Diffraction data were collected at Shanghai Synchrotron Radiation Facility (SSRF) beamlines 17U and processed using HKL2000 (36). The structures were solved by molecular replacement with Phaser MR in Phenix using one molecule of RNAP holoenzyme from the structure of T. thermophilus RPo (PDB:4G7H) as the search model (18, 37). Early-stage rigid-body refinement of the RNAP molecule revealed good electron density signals for the primer (UpA or GpG) and CMPcPP. Cycles of iterative model building with Coot and refinement with Phenix were performed (38, 39). The models of the primer (UpA or GpG) and CMPcPP were built into the map at later stage of refinement.
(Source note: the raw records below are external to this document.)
//! Idempotency key domain model.
//!
//! Every inbound event (webhook, API call, chat command, scheduler tick)
//! is reduced to a deterministic, printable, `:`-delimited key. Keys are
//! parseable back to their structured form so stored records can be
//! attributed to their source.

use chrono::{DateTime, SecondsFormat, Utc};
use serde::{Deserialize, Serialize};
use uuid::Uuid;

use crate::domain::error::ValidationError;

/// Where an inbound event came from.
#[derive(Debug, Clone, Copy, PartialEq, Eq, Hash, Serialize, Deserialize)]
#[serde(rename_all = "snake_case")]
pub enum EventSource {
    GithubWebhook,
    Api,
    Slack,
    Scheduler,
}

impl EventSource {
    pub fn as_str(&self) -> &'static str {
        match self {
            Self::GithubWebhook => "github_webhook",
            Self::Api => "api",
            Self::Slack => "slack",
            Self::Scheduler => "scheduler",
        }
    }

    #[allow(clippy::should_implement_trait)]
    pub fn from_str(s: &str) -> Option<Self> {
        match s {
            "github_webhook" => Some(Self::GithubWebhook),
            "api" => Some(Self::Api),
            "slack" => Some(Self::Slack),
            "scheduler" => Some(Self::Scheduler),
            _ => None,
        }
    }

    /// The leading tag used in the wire form of keys from this source.
    pub fn key_tag(&self) -> &'static str {
        match self {
            Self::GithubWebhook => "github",
            Self::Api => "api",
            Self::Slack => "slack",
            Self::Scheduler => "scheduler",
        }
    }

    fn from_key_tag(tag: &str) -> Option<Self> {
        match tag {
            "github" => Some(Self::GithubWebhook),
            "api" => Some(Self::Api),
            "slack" => Some(Self::Slack),
            "scheduler" => Some(Self::Scheduler),
            _ => None,
        }
    }

    pub const ALL: [EventSource; 4] = [
        Self::GithubWebhook,
        Self::Api,
        Self::Slack,
        Self::Scheduler,
    ];
}

impl std::fmt::Display for EventSource {
    fn fmt(&self, f: &mut std::fmt::Formatter<'_>) -> std::fmt::Result {
        f.write_str(self.as_str())
    }
}

/// Structured form of an idempotency key.
///
/// Wire forms:
/// - `github:<deliveryId>` (delivery id is a UUID)
/// - `api:<clientId>:<requestId>`
/// - `slack:<teamId>:<triggerId>`
/// - `scheduler:<scheduleId>:<executionTime ISO-8601 UTC>`
#[derive(Debug, Clone, PartialEq, Eq, Hash, Serialize, Deserialize)]
#[serde(tag = "source", rename_all = "snake_case")]
pub enum EventKey {
    GithubWebhook {
        delivery_id: Uuid,
    },
    Api {
        client_id: String,
        request_id: String,
    },
    Slack {
        team_id: String,
        trigger_id: String,
    },
    Scheduler {
        schedule_id: String,
        execution_time: DateTime<Utc>,
    },
}

impl EventKey {
    pub fn source(&self) -> EventSource {
        match self {
            Self::GithubWebhook { .. } => EventSource::GithubWebhook,
            Self::Api { .. } => EventSource::Api,
            Self::Slack { .. } => EventSource::Slack,
            Self::Scheduler { .. } => EventSource::Scheduler,
        }
    }

    /// Canonical wire form, `<tag>:<fields joined by ':'>`.
    pub fn encode(&self) -> String {
        let codec = codec_for(self.source());
        (codec.encode)(self)
    }

    /// Parse a wire-form key back into its structured form.
    pub fn parse(raw: &str) -> Result<Self, ValidationError> {
        let tag = raw
            .split(':')
            .next()
            .filter(|t| !t.is_empty())
            .ok_or_else(|| ValidationError::MalformedKey(raw.to_string()))?;
        let source = EventSource::from_key_tag(tag)
            .ok_or_else(|| ValidationError::UnknownKeySource(tag.to_string()))?;
        let codec = codec_for(source);
        let key = (codec.parse)(raw)?;
        (codec.validate)(&key)?;
        Ok(key)
    }

    /// Validate source-specific field constraints.
    pub fn validate(&self) -> Result<(), ValidationError> {
        (codec_for(self.source()).validate)(self)
    }
}

impl std::fmt::Display for EventKey {
    fn fmt(&self, f: &mut std::fmt::Formatter<'_>) -> std::fmt::Result {
        f.write_str(&self.encode())
    }
}

/// Encoder/parser/validator triple for one event source.
///
/// Keeps per-source key handling in one table instead of match arms
/// scattered across the intake path.
struct KeyCodec {
    encode: fn(&EventKey) -> String,
    parse: fn(&str) -> Result<EventKey, ValidationError>,
    validate: fn(&EventKey) -> Result<(), ValidationError>,
}

fn codec_for(source: EventSource) -> &'static KeyCodec {
    match source {
        EventSource::GithubWebhook => &GITHUB_CODEC,
        EventSource::Api => &API_CODEC,
        EventSource::Slack => &SLACK_CODEC,
        EventSource::Scheduler => &SCHEDULER_CODEC,
    }
}

static GITHUB_CODEC: KeyCodec = KeyCodec {
    encode: |key| match key {
        EventKey::GithubWebhook { delivery_id } => format!("github:{delivery_id}"),
        _ => unreachable!("codec dispatched on source"),
    },
    parse: |raw| {
        let rest = raw
            .strip_prefix("github:")
            .ok_or_else(|| ValidationError::MalformedKey(raw.to_string()))?;
        let delivery_id = Uuid::parse_str(rest)
            .map_err(|_| ValidationError::InvalidKeyField {
                event_source: EventSource::GithubWebhook,
                field: "delivery_id",
                value: rest.to_string(),
            })?;
        Ok(EventKey::GithubWebhook { delivery_id })
    },
    validate: |_| Ok(()),
};

static API_CODEC: KeyCodec = KeyCodec {
    encode: |key| match key {
        EventKey::Api {
            client_id,
            request_id,
        } => format!("api:{client_id}:{request_id}"),
        _ => unreachable!("codec dispatched on source"),
    },
    parse: |raw| {
        let rest = raw
            .strip_prefix("api:")
            .ok_or_else(|| ValidationError::MalformedKey(raw.to_string()))?;
        let (client_id, request_id) = rest
            .split_once(':')
            .ok_or_else(|| ValidationError::MalformedKey(raw.to_string()))?;
        Ok(EventKey::Api {
            client_id: client_id.to_string(),
            request_id: request_id.to_string(),
        })
    },
    validate: |key| match key {
        EventKey::Api {
            client_id,
            request_id,
        } if client_id.is_empty() || request_id.is_empty() => {
            Err(ValidationError::InvalidKeyField {
                event_source: EventSource::Api,
                field: "client_id/request_id",
                value: String::new(),
            })
        }
        _ => Ok(()),
    },
};

static SLACK_CODEC: KeyCodec = KeyCodec {
    encode: |key| match key {
        EventKey::Slack {
            team_id,
            trigger_id,
        } => format!("slack:{team_id}:{trigger_id}"),
        _ => unreachable!("codec dispatched on source"),
    },
    parse: |raw| {
        let rest = raw
            .strip_prefix("slack:")
            .ok_or_else(|| ValidationError::MalformedKey(raw.to_string()))?;
        let (team_id, trigger_id) = rest
            .split_once(':')
            .ok_or_else(|| ValidationError::MalformedKey(raw.to_string()))?;
        Ok(EventKey::Slack {
            team_id: team_id.to_string(),
            trigger_id: trigger_id.to_string(),
        })
    },
    validate: |key| match key {
        EventKey::Slack {
            team_id,
            trigger_id,
        } if team_id.is_empty() || trigger_id.is_empty() => {
            Err(ValidationError::InvalidKeyField {
                event_source: EventSource::Slack,
                field: "team_id/trigger_id",
                value: String::new(),
            })
        }
        _ => Ok(()),
    },
};

static SCHEDULER_CODEC: KeyCodec = KeyCodec {
    encode: |key| match key {
        EventKey::Scheduler {
            schedule_id,
            execution_time,
        } => format!(
            "scheduler:{schedule_id}:{}",
            execution_time.to_rfc3339_opts(SecondsFormat::Secs, true)
        ),
        _ => unreachable!("codec dispatched on source"),
    },
    parse: |raw| {
        let rest = raw
            .strip_prefix("scheduler:")
            .ok_or_else(|| ValidationError::MalformedKey(raw.to_string()))?;
        let (schedule_id, time_str) = rest
            .split_once(':')
            .ok_or_else(|| ValidationError::MalformedKey(raw.to_string()))?;
        let execution_time = DateTime::parse_from_rfc3339(time_str)
            .map_err(|_| ValidationError::InvalidKeyField {
                event_source: EventSource::Scheduler,
                field: "execution_time",
                value: time_str.to_string(),
            })?
            .with_timezone(&Utc);
        Ok(EventKey::Scheduler {
            schedule_id: schedule_id.to_string(),
            execution_time,
        })
    },
    validate: |key| match key {
        EventKey::Scheduler { schedule_id, .. } if schedule_id.is_empty() => {
            Err(ValidationError::InvalidKeyField {
                event_source: EventSource::Scheduler,
                field: "schedule_id",
                value: String::new(),
            })
        }
        _ => Ok(()),
    },
};

#[cfg(test)]
mod tests {
    use super::*;
    use chrono::TimeZone;

    #[test]
    fn github_key_round_trips() {
        let delivery_id = Uuid::parse_str("550e8400-e29b-41d4-a716-446655440000").unwrap();
        let key = EventKey::GithubWebhook { delivery_id };
        let encoded = key.encode();
        assert_eq!(encoded, "github:550e8400-e29b-41d4-a716-446655440000");
        assert_eq!(EventKey::parse(&encoded).unwrap(), key);
    }

    #[test]
    fn github_key_rejects_non_uuid() {
        let err = EventKey::parse("github:not-a-uuid").unwrap_err();
        assert!(matches!(err, ValidationError::InvalidKeyField { .. }));
    }

    #[test]
    fn scheduler_key_uses_utc_z_suffix() {
        let key = EventKey::Scheduler {
            schedule_id: "daily-cleanup".to_string(),
            execution_time: Utc.with_ymd_and_hms(2024, 12, 19, 0, 0, 0).unwrap(),
        };
        assert_eq!(key.encode(), "scheduler:daily-cleanup:2024-12-19T00:00:00Z");
        assert_eq!(EventKey::parse(&key.encode()).unwrap(), key);
    }

    #[test]
    fn api_and_slack_keys_round_trip() {
        let api = EventKey::Api {
            client_id: "client-1".to_string(),
            request_id: "req-42".to_string(),
        };
        assert_eq!(api.encode(), "api:client-1:req-42");
        assert_eq!(EventKey::parse("api:client-1:req-42").unwrap(), api);

        let slack = EventKey::Slack {
            team_id: "T01".to_string(),
            trigger_id: "trig.123".to_string(),
        };
        assert_eq!(EventKey::parse(&slack.encode()).unwrap(), slack);
    }

    #[test]
    fn unknown_tag_is_rejected() {
        let err = EventKey::parse("teams:abc:def").unwrap_err();
        assert!(matches!(err, ValidationError::UnknownKeySource(_)));
    }

    #[test]
    fn empty_fields_are_rejected() {
        assert!(EventKey::parse("api::req").is_err());
        assert!(EventKey::parse("scheduler::2024-12-19T00:00:00Z").is_err());
    }
}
The final model of RPo[ATSS-2ATSS-1TTSS]-UpA-CMPcPP was refined to Rwork and Rfree of 0.205 and 0.245, respectively. The final model of RPo[ATSS-2CTSS-1CTSS]-GpG-CMPcPP was refined to Rwork and Rfree of 0.187 and 0.252, respectively. The final model of RPo[TTSS-2CTSS-1CTSS]-GpG was refined to Rwork and Rfree of 0.194 and 0.246, respectively.
Quantification and statistical analysis
The number of replicates and statistical test procedures are in the figure legends.
Data and software availability
Sequencing reads have been deposited in the NIH/NCBI Sequence Read Archive under the study accession number PRJNA718578. Logos were generated using Logomaker (35) via custom Python scripts. Source code and documentation are provided at http://www.github.com/jbkinney/20_nickels. Structures of RPo[ATSS-2ATSS-1TTSS]-UpA-CMPcPP, RPo[ATSS-2CTSS-1CTSS]-GpG-CMPcPP, and RPo[TTSS-2CTSS-1CTSS]-GpG have been deposited in the Protein Data Bank (PBD) under identification codes 7EH0, 7EH1, and 7EH2, respectively.
Acknowledgements
Work was supported by National Natural Science Foundation of China grant 31822001 (YZ) and National Institutes of Health grants GM124976 (PS), GM133777 (JBK), GM041376 (RHE), and GM118059 (BEN).